HB 4309 — PA Licensure Compact (2025) — Summary
Status and procedural posture
- Introduced March 11, 2025 (Rep. David Prestin, primary).
- Substitute (H‑1) adopted; passed House May 13, 2025 (Roll Call #104: Yeas 103, Nays 3). House granted immediate effect.
- Transmitted to Senate; reported favorably by Senate Health Policy 11/12/2025 and referred to Committee of the Whole 11/13/2025.
- Amends MCL 333.18001 and adds sections 16188, 17011b, 17511b, 18011b to the Public Health Code.
Main purpose / intent
- To enact the Physician Assistant (PA) Licensure Compact into Michigan law and make Michigan a “participating state.” The Compact enables PAs licensed in one member state to obtain a “compact privilege” to practice in other member states without securing a separate state license, improving license portability and access to care (particularly in underserved areas).
Key provisions and changes
- Enacts the full PA Licensure Compact into Article 15 of the Public Health Code. Major components:
- Participation requirements for states: license PAs, use a recognized national exam (e.g., NCCPA PANCE), implement criminal background checks, report adverse actions, and join the Compact Commission data system.

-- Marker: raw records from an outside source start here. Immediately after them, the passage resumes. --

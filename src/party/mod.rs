//! A party: one wheel, the queue of people waiting for a chair, and the
//! record of who has already been picked.

pub mod driver;
pub mod manager;
pub mod session;
pub mod tracks;

use serde::{Deserialize, Serialize};

use crate::store::StoreError;
use crate::wheel::WheelError;

pub use manager::{PartyManager, SharedParty};
pub use session::{Acknowledged, Party, PartySnapshot, SeatView};
pub use tracks::{Track, TrackPicker, UniformPicker};

/// Someone who registered a photo. Identity is the photo's file name.
#[derive(Debug, Clone, PartialEq, Eq, Serialize, Deserialize)]
pub struct Participant {
    pub name: String,
    pub file_name: String,
}

impl Participant {
    pub fn from_file(file_name: &str) -> Self {
        Self { name: crate::store::partition::display_name(file_name), file_name: file_name.to_string() }
    }
}

#[derive(thiserror::Error, Debug)]
pub enum PartyError {
    #[error("party not found")]
    NotFound,
    #[error("participant already registered")]
    AlreadyRegistered,
    #[error("invalid participant name")]
    InvalidName,
    #[error("photo is empty")]
    EmptyPhoto,
    #[error("no queued participant at position {0}")]
    QueuePosition(usize),
    #[error("every chair is taken")]
    RingFull,
    #[error("the last winner has not been acknowledged")]
    AwaitingAcknowledgement,
    #[error("no winner to acknowledge")]
    NothingPending,
    #[error(transparent)]
    Wheel(#[from] WheelError),
    #[error(transparent)]
    Store(#[from] StoreError),
}
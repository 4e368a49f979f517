//! Ticks a party's wheel on a timer until the spin resolves.

use std::sync::Arc;
use std::time::Duration;

use tokio::task::JoinHandle;
use tokio::time::MissedTickBehavior;

use super::SharedParty;
use crate::store::{partition, BlobStore};
use crate::wheel::Tick;

/// Runs spin number `spin_id` of `party`. The task exits on its own once the
/// spin resolves, is aborted, or is replaced by a newer spin.
pub fn spawn_spin<S>(party: SharedParty, store: Arc<S>, spin_id: u64, every: Duration) -> JoinHandle<()>
where
    S: BlobStore + 'static,
{
    tokio::spawn(async move {
        let mut interval = tokio::time::interval(every);
        interval.set_missed_tick_behavior(MissedTickBehavior::Skip);
        loop {
            interval.tick().await;
            let (party_id, outcome) = {
                let mut p = party.lock();
                if p.spin_id() != spin_id {
                    return;
                }
                let now = p.now_ms();
                (p.id().to_string(), p.tick(now))
            };
            match outcome {
                Ok(Tick::Continue) => continue,
                Ok(Tick::Idle) => {
                    tracing::debug!(%party_id, spin_id, "spin no longer running");
                    return;
                }
                Ok(Tick::Selected(selection)) => {
                    let file = selection.occupant.file_name.clone();
                    tracing::info!(%party_id, seat = selection.seat_index, %file, "winner selected");
                    let parts = party.lock().partitions().clone();
                    if let Err(err) = partition::complete(store.as_ref(), &parts, &file).await {
                        tracing::warn!(%party_id, %file, %err, "could not move photo to completed");
                    }
                    return;
                }
                Err(err) => {
                    tracing::warn!(%party_id, spin_id, %err, "spin ended without a winner");
                    return;
                }
            }
        }
    })
}

#[cfg(test)]
mod tests {
    use super::*;
    use crate::party::{Participant, Party, Track};
    use crate::store::{MemoryStore, Partitions};
    use crate::wheel::SpinConfig;
    use axum::body::Bytes;
    use parking_lot::Mutex;

    #[tokio::test]
    async fn driver_resolves_and_moves_photo() {
        let store = Arc::new(MemoryStore::new());
        let parts = Partitions::new("p");
        store.put(&parts.incoming_key("Ann.jpg"), Bytes::from_static(b"ann")).await.unwrap();

        let config = SpinConfig { accel_ms: 20.0, decel_ms: 20.0, ..SpinConfig::default() };
        let party = Arc::new(Mutex::new(Party::new("p", parts.clone(), config)));
        let spin_id = {
            let mut p = party.lock();
            p.enqueue(Participant::from_file("Ann.jpg")).unwrap();
            p.seat_from_queue(0).unwrap();
            let now = p.now_ms();
            p.start_spin(now, Some(Track { file: "m1.mp3".into(), duration_ms: Some(60.0) })).unwrap()
        };

        spawn_spin(party.clone(), store.clone(), spin_id, Duration::from_millis(5)).await.unwrap();

        let pending = party.lock().pending().map(|s| s.seat_index);
        assert_eq!(pending, Some(0));
        assert!(store.list(&parts.incoming_prefix()).await.unwrap().is_empty());
        assert_eq!(store.list(&parts.completed_prefix()).await.unwrap(), vec![parts.completed_key("Ann.jpg")]);
    }

    #[tokio::test]
    async fn stale_driver_exits() {
        let store = Arc::new(MemoryStore::new());
        let party = Arc::new(Mutex::new(Party::new("p", Partitions::new("p"), SpinConfig::default())));
        spawn_spin(party.clone(), store, 3, Duration::from_millis(1)).await.unwrap();
        assert!(!party.lock().is_spinning());
    }
}
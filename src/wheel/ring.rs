//! Fixed seats evenly spaced on a circle.

use super::{circular_distance, normalize_degrees, WheelError};

/// Number of chairs on the wheel.
pub const SEAT_COUNT: usize = 6;

/// Equidistance threshold for the lower-index tie-break.
const TIE_EPSILON: f64 = 1e-9;

#[derive(Debug, Clone)]
pub struct Seat<O> {
    index: usize,
    occupant: Option<O>,
}

impl<O> Seat<O> {
    pub fn index(&self) -> usize { self.index }

    pub fn angle(&self) -> f64 { SeatRing::<O>::angle_of(self.index) }

    pub fn occupant(&self) -> Option<&O> { self.occupant.as_ref() }

    pub fn is_vacant(&self) -> bool { self.occupant.is_none() }
}

/// Exactly [`SEAT_COUNT`] seats. Seat angles are derived from the index and
/// never move; only occupancy changes.
#[derive(Debug, Clone)]
pub struct SeatRing<O> {
    seats: Vec<Seat<O>>,
}

impl<O> SeatRing<O> {
    pub fn create(occupants: Vec<Option<O>>) -> Result<Self, WheelError> {
        if occupants.len() != SEAT_COUNT {
            return Err(WheelError::InvalidSeatCount { expected: SEAT_COUNT, got: occupants.len() });
        }
        let seats = occupants
            .into_iter()
            .enumerate()
            .map(|(index, occupant)| Seat { index, occupant })
            .collect();
        Ok(Self { seats })
    }

    pub fn empty() -> Self {
        Self { seats: (0..SEAT_COUNT).map(|index| Seat { index, occupant: None }).collect() }
    }

    pub fn angle_of(index: usize) -> f64 {
        index as f64 * 360.0 / SEAT_COUNT as f64
    }

    /// Angle of a seat after the wheel has turned by `rotation` degrees.
    pub fn effective_angle(index: usize, rotation: f64) -> f64 {
        normalize_degrees(Self::angle_of(index) + rotation)
    }

    pub fn seats(&self) -> impl Iterator<Item = &Seat<O>> {
        self.seats.iter()
    }

    pub fn occupant(&self, index: usize) -> Option<&O> {
        self.seats.get(index).and_then(|s| s.occupant.as_ref())
    }

    pub fn occupied_count(&self) -> usize {
        self.seats.iter().filter(|s| s.occupant.is_some()).count()
    }

    pub fn first_vacant(&self) -> Option<usize> {
        self.seats.iter().position(Seat::is_vacant)
    }

    pub fn occupy(&mut self, index: usize, occupant: O) -> Result<(), WheelError> {
        let seat = self.seats.get_mut(index).ok_or(WheelError::SeatOutOfRange(index))?;
        if seat.occupant.is_some() {
            return Err(WheelError::SeatOccupied(index));
        }
        seat.occupant = Some(occupant);
        Ok(())
    }

    /// Empties a seat, handing back whoever sat there. Vacant seats stay vacant.
    pub fn vacate(&mut self, index: usize) -> Result<Option<O>, WheelError> {
        let seat = self.seats.get_mut(index).ok_or(WheelError::SeatOutOfRange(index))?;
        Ok(seat.occupant.take())
    }

    /// The occupied seat whose turned angle lies closest to `pointer`.
    /// Exact ties resolve to the lower index.
    pub fn nearest_occupied_seat(&self, pointer: f64, rotation: f64) -> Result<usize, WheelError> {
        let mut best: Option<(usize, f64)> = None;
        for seat in self.seats.iter().filter(|s| s.occupant.is_some()) {
            let distance = circular_distance(Self::effective_angle(seat.index, rotation), pointer);
            match best {
                Some((_, d)) if distance >= d - TIE_EPSILON => {}
                _ => best = Some((seat.index, distance)),
            }
        }
        best.map(|(index, _)| index).ok_or(WheelError::NoOccupiedSeats)
    }
}

impl<O> Default for SeatRing<O> {
    fn default() -> Self { Self::empty() }
}

#[cfg(test)]
mod tests {
    use super::*;

    fn ring(occupied: &[usize]) -> SeatRing<&'static str> {
        let names = ["A", "B", "C", "D", "E", "F"];
        SeatRing::create((0..SEAT_COUNT).map(|i| occupied.contains(&i).then_some(names[i])).collect())
            .unwrap()
    }

    #[test]
    fn create_rejects_wrong_length() {
        let err = SeatRing::<u8>::create(vec![None; 5]).unwrap_err();
        assert_eq!(err, WheelError::InvalidSeatCount { expected: 6, got: 5 });
        assert!(SeatRing::<u8>::create(vec![None; 7]).is_err());
    }

    #[test]
    fn angles_are_evenly_spaced() {
        let angles: Vec<f64> = (0..SEAT_COUNT).map(SeatRing::<()>::angle_of).collect();
        assert_eq!(angles, vec![0.0, 60.0, 120.0, 180.0, 240.0, 300.0]);
        let r = ring(&[]);
        assert_eq!(r.seats().nth(4).map(Seat::angle), Some(240.0));
    }

    #[test]
    fn nearest_skips_vacant_seats() {
        let r = ring(&[2, 4]);
        // seat 0 lands closest to the pointer but is empty
        assert_eq!(r.nearest_occupied_seat(0.0, 10.0).unwrap(), 4);
        assert_eq!(r.nearest_occupied_seat(0.0, 250.0).unwrap(), 2);
    }

    #[test]
    fn nearest_follows_rotation() {
        let r = ring(&[0, 1, 2, 3, 4, 5]);
        assert_eq!(r.nearest_occupied_seat(0.0, 0.0).unwrap(), 0);
        // seat 3 sits at 180; a 170 degree turn brings it to 350
        assert_eq!(r.nearest_occupied_seat(0.0, 170.0).unwrap(), 3);
        assert_eq!(r.nearest_occupied_seat(0.0, -50.0).unwrap(), 1);
        assert_eq!(r.nearest_occupied_seat(0.0, 1000.0).unwrap(), 1);
    }

    #[test]
    fn exact_tie_prefers_lower_index() {
        let r = ring(&[0, 1]);
        // seat 0 at 330, seat 1 at 30: both 30 away from the pointer
        assert_eq!(r.nearest_occupied_seat(0.0, -30.0).unwrap(), 0);
        let r = ring(&[1, 5]);
        // seat 1 at 90, seat 5 at 330: both 120 away from 210
        assert_eq!(r.nearest_occupied_seat(210.0, 30.0).unwrap(), 1);
    }

    #[test]
    fn nearest_on_empty_ring_fails() {
        assert_eq!(ring(&[]).nearest_occupied_seat(0.0, 12.0), Err(WheelError::NoOccupiedSeats));
    }

    #[test]
    fn occupy_and_vacate() {
        let mut r = ring(&[0]);
        assert_eq!(r.occupy(0, "Z"), Err(WheelError::SeatOccupied(0)));
        assert_eq!(r.occupy(9, "Z"), Err(WheelError::SeatOutOfRange(9)));
        r.occupy(3, "Z").unwrap();
        assert_eq!(r.occupant(3), Some(&"Z"));
        assert_eq!(r.occupied_count(), 2);
        assert_eq!(r.first_vacant(), Some(1));

        assert_eq!(r.vacate(3).unwrap(), Some("Z"));
        assert_eq!(r.vacate(3).unwrap(), None);
        assert_eq!(r.occupied_count(), 1);
    }
}
//! Registry of parties.

use std::sync::Arc;

use dashmap::DashMap;
use parking_lot::Mutex;

use super::{Party, PartyError};
use crate::store::Partitions;
use crate::util::id::new_party_id;
use crate::wheel::SpinConfig;

pub type SharedParty = Arc<Mutex<Party>>;

#[derive(Clone, Default)]
pub struct PartyManager {
    parties: Arc<DashMap<String, SharedParty>>,
    root: String,
    spin_config: SpinConfig,
}

impl PartyManager {
    /// Each party stores its photos under `<root><party id>/`.
    pub fn new(root: impl Into<String>, spin_config: SpinConfig) -> Self {
        Self { parties: Arc::new(DashMap::new()), root: root.into(), spin_config }
    }

    pub fn create(&self) -> String {
        let id = new_party_id();
        let parts = Partitions::new(format!("{}{}", self.root, id));
        let party = Party::new(id.clone(), parts, self.spin_config);
        self.parties.insert(id.clone(), Arc::new(Mutex::new(party)));
        tracing::info!(party_id = %id, "party created");
        id
    }

    pub fn get(&self, id: &str) -> Result<SharedParty, PartyError> {
        self.parties.get(id).map(|p| p.value().clone()).ok_or(PartyError::NotFound)
    }

    pub fn remove(&self, id: &str) -> Option<SharedParty> {
        self.parties.remove(id).map(|(_, p)| p)
    }

    pub fn len(&self) -> usize { self.parties.len() }

    pub fn is_empty(&self) -> bool { self.parties.is_empty() }
}

#[cfg(test)]
mod tests {
    use super::*;

    #[test]
    fn create_get_remove() {
        let manager = PartyManager::new("parties/", SpinConfig::default());
        let a = manager.create();
        let b = manager.create();
        assert_ne!(a, b);
        assert_eq!(manager.len(), 2);

        let party = manager.get(&a).unwrap();
        assert_eq!(party.lock().partitions().root(), format!("parties/{a}/"));

        assert!(manager.remove(&a).is_some());
        assert!(matches!(manager.get(&a), Err(PartyError::NotFound)));
        assert!(manager.remove(&a).is_none());
    }
}
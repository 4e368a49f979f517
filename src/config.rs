//! Configuration from environment variables.

use std::str::FromStr;
use std::time::Duration;
use std::{env, net::{Ipv4Addr, SocketAddr}};
use std::path::PathBuf;

use crate::party::Track;
use crate::store::{FsStore, MemoryStore, Store};
use crate::wheel::SpinConfig;

const DEFAULT_TRACKS: &str = "m1.mp3,m2.mp3,m3.mp3,m4.mp3";

/// Parse `name`, falling back to `default` when unset or malformed.
fn env_or<T: FromStr>(name: &str, default: T) -> T {
    match env::var(name) {
        Ok(raw) => raw.trim().parse().unwrap_or_else(|_| {
            tracing::warn!(var = name, value = %raw, "ignoring unparsable setting");
            default
        }),
        Err(_) => default,
    }
}

/// A millisecond setting. Must be finite and non-negative, or strictly
/// positive when `allow_zero` is false.
fn ms_or(name: &str, default: f64, allow_zero: bool) -> f64 {
    checked_ms(name, env_or(name, default), default, allow_zero)
}

fn checked_ms(name: &str, value: f64, default: f64, allow_zero: bool) -> f64 {
    let in_range = if allow_zero { value >= 0.0 } else { value > 0.0 };
    if value.is_finite() && in_range {
        value
    } else {
        tracing::warn!(var = name, value, "ignoring out-of-range duration");
        default
    }
}

/// Socket address to bind the server to.
///
/// Reads the `PORT` env var or defaults to 8080, binds to 0.0.0.0.
pub fn server_addr() -> SocketAddr {
    SocketAddr::from((Ipv4Addr::UNSPECIFIED, env_or("PORT", 8080u16)))
}

/// `STORE_DIR` selects a directory-backed store; otherwise photos live in memory.
pub fn store() -> Store {
    match env::var("STORE_DIR") {
        Ok(dir) if !dir.trim().is_empty() => Store::Fs(FsStore::new(PathBuf::from(dir))),
        _ => Store::Memory(MemoryStore::new()),
    }
}

/// Key prefix every party's partitions live under. Always ends in `/` unless empty.
pub fn store_prefix() -> String {
    let mut prefix = env::var("STORE_PREFIX").unwrap_or_else(|_| "parties/".to_string());
    if !prefix.is_empty() && !prefix.ends_with('/') {
        prefix.push('/');
    }
    prefix
}

/// `TRACKS`: comma separated `file[:duration_ms]` entries.
pub fn tracks() -> Vec<Track> {
    let raw = env::var("TRACKS").unwrap_or_else(|_| DEFAULT_TRACKS.to_string());
    parse_tracks(&raw)
}

fn parse_tracks(raw: &str) -> Vec<Track> {
    raw.split(',')
        .filter(|s| !s.trim().is_empty())
        .filter_map(|s| {
            let track = Track::parse(s);
            if track.is_none() {
                tracing::warn!(entry = s, "ignoring malformed track");
            }
            track
        })
        .collect()
}

/// How often a running spin is ticked.
pub fn tick_interval() -> Duration {
    Duration::from_millis(env_or("TICK_MS", 16u64).max(1))
}

pub fn spin_config() -> SpinConfig {
    let d = SpinConfig::default();
    SpinConfig {
        accel_ms: ms_or("SPIN_ACCEL_MS", d.accel_ms, true),
        decel_ms: ms_or("SPIN_DECEL_MS", d.decel_ms, true),
        min_speed: env_or("SPIN_MIN_SPEED", d.min_speed),
        max_speed: env_or("SPIN_MAX_SPEED", d.max_speed),
        fallback_track_ms: ms_or("SPIN_FALLBACK_MS", d.fallback_track_ms, false),
        pointer_angle: d.pointer_angle,
    }
}

/// Everything the server reads from the environment at startup.
#[derive(Debug, Clone)]
pub struct Settings {
    pub store_prefix: String,
    pub tracks: Vec<Track>,
    pub tick: Duration,
    pub spin: SpinConfig,
}

impl Settings {
    pub fn from_env() -> Self {
        Self { store_prefix: store_prefix(), tracks: tracks(), tick: tick_interval(), spin: spin_config() }
    }
}

impl Default for Settings {
    fn default() -> Self {
        Self {
            store_prefix: "parties/".to_string(),
            tracks: parse_tracks(DEFAULT_TRACKS),
            tick: Duration::from_millis(16),
            spin: SpinConfig::default(),
        }
    }
}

- Compact privilege: a temporary authorization, equivalent to state licensure while in effect, granted to PAs who hold an unencumbered qualifying license in a participating “home state” and who meet Compact requirements (NCCPA certification, graduation from accredited PA program, no felony/misdemeanor conviction, no controlled-substance licensing revocation/suspension, etc.).
- Jurisdiction and discipline: the home state retains exclusive authority to take adverse action against the home license; remote (host) states may limit/revoke a compact privilege and may investigate and subpoena for matters occurring or relevant to their jurisdiction. Loss or restriction of a home license or compact privilege can remove privileges in all remote states until conditions are met.
- Establishes the PA Licensure Compact Commission (one delegate per member state) to maintain a coordinated data system, adopt rules, levy assessments/fees, and oversee implementation and enforcement.
- Rulemaking, data-sharing, dispute resolution, withdrawal procedures, and required cooperation among executive/legislative/judicial branches are specified.
- Model effective timing in the bill text: compact takes effect 90 days after enactment (note: House action granted immediate effect).
Who would be affected
- Physician assistants: increased mobility and ability to practice in other compact states via compact privilege. Military personnel and spouses benefit from portability provisions.
- Patients and employers: potentially faster recruitment and improved access to PA services, especially in underserved regions.
- State regulatory agencies (LARA in Michigan): must integrate with the Compact Commission data system, implement reporting and background-check processes, and enforce Compact provisions.
- Michigan state finances: potential reductions in traditional licensure fee revenue if out‑of‑state PAs practice under compact privileges without Michigan license applications; potential new assessments from the Commission.
Fiscal and operational impacts
- Fiscal impact is indeterminate. LARA estimates about $100,000 for data integration work. Other potential costs include legal and enforcement expenses if the State defaults on Compact terms, and unknown annual assessments levied by the Compact Commission. Traditional licensure revenues could decline if many PAs practice in Michigan under compact privileges without paying standard state licensing fees.
Related/other notes
- Reintroduction of prior effort (House Bill 5117 in 2023–24). Companion bill: SB 2197.
- Full Compact text is included in the bill; the Compact aligns practice jurisdiction to the patient’s location at the time of the encounter.